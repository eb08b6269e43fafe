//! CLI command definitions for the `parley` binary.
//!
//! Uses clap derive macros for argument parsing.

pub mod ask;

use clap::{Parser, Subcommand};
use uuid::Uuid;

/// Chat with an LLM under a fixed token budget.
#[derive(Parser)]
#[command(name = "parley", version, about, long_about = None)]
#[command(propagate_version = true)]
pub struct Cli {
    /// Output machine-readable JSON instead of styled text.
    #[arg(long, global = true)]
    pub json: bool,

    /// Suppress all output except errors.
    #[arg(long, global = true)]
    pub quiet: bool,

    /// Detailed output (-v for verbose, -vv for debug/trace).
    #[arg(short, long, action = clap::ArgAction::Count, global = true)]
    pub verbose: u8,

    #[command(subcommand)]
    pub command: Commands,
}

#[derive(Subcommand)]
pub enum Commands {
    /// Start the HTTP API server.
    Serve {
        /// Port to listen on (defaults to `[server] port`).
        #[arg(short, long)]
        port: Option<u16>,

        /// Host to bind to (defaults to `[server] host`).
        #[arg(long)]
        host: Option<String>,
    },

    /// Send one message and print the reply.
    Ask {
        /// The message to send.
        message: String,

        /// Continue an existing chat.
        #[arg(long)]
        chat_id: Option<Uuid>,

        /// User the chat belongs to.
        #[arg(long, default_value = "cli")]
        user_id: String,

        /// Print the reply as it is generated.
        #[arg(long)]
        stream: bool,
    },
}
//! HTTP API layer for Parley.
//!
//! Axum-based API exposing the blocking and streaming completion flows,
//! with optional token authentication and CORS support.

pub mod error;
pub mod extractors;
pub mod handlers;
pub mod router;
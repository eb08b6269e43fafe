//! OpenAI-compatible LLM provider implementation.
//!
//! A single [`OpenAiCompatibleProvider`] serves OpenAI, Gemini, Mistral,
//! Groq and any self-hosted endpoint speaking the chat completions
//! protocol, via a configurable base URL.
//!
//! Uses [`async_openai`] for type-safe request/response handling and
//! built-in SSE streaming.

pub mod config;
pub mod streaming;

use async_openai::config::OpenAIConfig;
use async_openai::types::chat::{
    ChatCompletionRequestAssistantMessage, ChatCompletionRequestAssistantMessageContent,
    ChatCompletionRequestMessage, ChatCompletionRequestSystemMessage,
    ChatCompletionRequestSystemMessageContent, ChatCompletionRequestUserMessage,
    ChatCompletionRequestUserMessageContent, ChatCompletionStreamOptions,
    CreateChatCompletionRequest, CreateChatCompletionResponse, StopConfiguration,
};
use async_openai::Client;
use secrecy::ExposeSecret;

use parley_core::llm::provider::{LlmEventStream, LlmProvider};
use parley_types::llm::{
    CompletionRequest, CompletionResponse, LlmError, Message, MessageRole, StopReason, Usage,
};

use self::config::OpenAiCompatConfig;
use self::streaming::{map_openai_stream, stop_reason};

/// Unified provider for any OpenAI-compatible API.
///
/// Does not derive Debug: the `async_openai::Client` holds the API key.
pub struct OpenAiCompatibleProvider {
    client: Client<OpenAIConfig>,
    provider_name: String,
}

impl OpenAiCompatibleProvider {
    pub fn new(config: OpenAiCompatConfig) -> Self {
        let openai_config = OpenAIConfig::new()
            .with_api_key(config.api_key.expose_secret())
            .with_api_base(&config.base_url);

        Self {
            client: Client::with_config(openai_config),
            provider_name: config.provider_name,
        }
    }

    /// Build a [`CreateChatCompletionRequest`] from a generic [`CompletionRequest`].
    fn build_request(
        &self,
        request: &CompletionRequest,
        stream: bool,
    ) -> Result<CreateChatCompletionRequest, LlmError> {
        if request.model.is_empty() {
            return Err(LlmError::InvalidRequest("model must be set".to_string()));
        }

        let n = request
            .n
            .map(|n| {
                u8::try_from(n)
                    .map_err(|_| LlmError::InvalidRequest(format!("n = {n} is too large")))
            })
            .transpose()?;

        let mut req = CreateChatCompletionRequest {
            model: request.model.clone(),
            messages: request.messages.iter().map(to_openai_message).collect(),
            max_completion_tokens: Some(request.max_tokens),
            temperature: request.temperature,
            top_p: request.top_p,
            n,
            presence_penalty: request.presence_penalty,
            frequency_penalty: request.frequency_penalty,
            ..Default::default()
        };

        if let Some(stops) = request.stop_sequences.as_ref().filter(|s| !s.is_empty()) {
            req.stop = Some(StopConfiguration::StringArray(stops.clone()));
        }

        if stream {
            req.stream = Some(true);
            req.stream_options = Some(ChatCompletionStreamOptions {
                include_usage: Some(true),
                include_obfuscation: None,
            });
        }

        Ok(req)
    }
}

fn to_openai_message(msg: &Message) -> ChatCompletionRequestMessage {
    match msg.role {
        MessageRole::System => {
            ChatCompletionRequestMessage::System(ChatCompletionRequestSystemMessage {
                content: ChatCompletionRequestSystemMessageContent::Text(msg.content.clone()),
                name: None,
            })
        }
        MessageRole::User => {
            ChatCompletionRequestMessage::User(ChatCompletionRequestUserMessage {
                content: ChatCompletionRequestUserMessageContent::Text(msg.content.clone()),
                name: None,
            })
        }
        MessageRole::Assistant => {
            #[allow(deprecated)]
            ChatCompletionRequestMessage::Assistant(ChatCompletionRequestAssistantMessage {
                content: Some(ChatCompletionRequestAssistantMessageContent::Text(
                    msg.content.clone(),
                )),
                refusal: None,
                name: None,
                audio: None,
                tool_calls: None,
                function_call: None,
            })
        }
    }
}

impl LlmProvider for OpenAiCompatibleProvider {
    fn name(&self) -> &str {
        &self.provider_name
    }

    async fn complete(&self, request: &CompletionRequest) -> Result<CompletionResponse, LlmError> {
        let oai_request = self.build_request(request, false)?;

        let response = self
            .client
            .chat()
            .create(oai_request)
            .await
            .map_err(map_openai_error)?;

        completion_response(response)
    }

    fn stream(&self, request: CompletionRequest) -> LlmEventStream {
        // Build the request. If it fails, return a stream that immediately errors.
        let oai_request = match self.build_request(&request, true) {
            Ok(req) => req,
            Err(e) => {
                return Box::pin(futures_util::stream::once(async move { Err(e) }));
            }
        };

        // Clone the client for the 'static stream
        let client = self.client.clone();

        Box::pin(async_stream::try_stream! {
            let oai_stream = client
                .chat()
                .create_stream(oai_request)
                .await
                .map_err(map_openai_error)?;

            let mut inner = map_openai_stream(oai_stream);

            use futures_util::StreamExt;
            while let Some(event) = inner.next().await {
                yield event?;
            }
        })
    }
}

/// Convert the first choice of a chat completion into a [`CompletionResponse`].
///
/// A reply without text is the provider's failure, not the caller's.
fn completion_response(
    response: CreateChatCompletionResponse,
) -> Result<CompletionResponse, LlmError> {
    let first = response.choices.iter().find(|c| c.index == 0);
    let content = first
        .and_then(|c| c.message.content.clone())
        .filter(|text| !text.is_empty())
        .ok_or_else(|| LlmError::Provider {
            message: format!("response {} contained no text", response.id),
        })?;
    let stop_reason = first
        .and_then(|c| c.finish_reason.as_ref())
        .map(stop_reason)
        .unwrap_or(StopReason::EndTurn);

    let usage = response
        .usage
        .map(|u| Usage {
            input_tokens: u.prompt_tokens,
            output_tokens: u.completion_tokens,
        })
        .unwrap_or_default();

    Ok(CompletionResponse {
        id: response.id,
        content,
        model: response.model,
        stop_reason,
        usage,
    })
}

PROBLEM TO SOLVE: From the listing above, repeat exactly the lines starting at the line that includes "pub struct OpenAiCompatibleProvider" and ending at the line that includes "req.stop = Some(StopConfiguration::StringArray(stops.clone()));", with nothing outside that span.

WRITTEN RESPONSE:
pub struct OpenAiCompatibleProvider {
    client: Client<OpenAIConfig>,
    provider_name: String,
}

impl OpenAiCompatibleProvider {
    pub fn new(config: OpenAiCompatConfig) -> Self {
        let openai_config = OpenAIConfig::new()
            .with_api_key(config.api_key.expose_secret())
            .with_api_base(&config.base_url);

        Self {
            client: Client::with_config(openai_config),
            provider_name: config.provider_name,
        }
    }

    /// Build a [`CreateChatCompletionRequest`] from a generic [`CompletionRequest`].
    fn build_request(
        &self,
        request: &CompletionRequest,
        stream: bool,
    ) -> Result<CreateChatCompletionRequest, LlmError> {
        if request.model.is_empty() {
            return Err(LlmError::InvalidRequest("model must be set".to_string()));
        }

        let n = request
            .n
            .map(|n| {
                u8::try_from(n)
                    .map_err(|_| LlmError::InvalidRequest(format!("n = {n} is too large")))
            })
            .transpose()?;

        let mut req = CreateChatCompletionRequest {
            model: request.model.clone(),
            messages: request.messages.iter().map(to_openai_message).collect(),
            max_completion_tokens: Some(request.max_tokens),
            temperature: request.temperature,
            top_p: request.top_p,
            n,
            presence_penalty: request.presence_penalty,
            frequency_penalty: request.frequency_penalty,
            ..Default::default()
        };

        if let Some(stops) = request.stop_sequences.as_ref().filter(|s| !s.is_empty()) {
            req.stop = Some(StopConfiguration::StringArray(stops.clone()));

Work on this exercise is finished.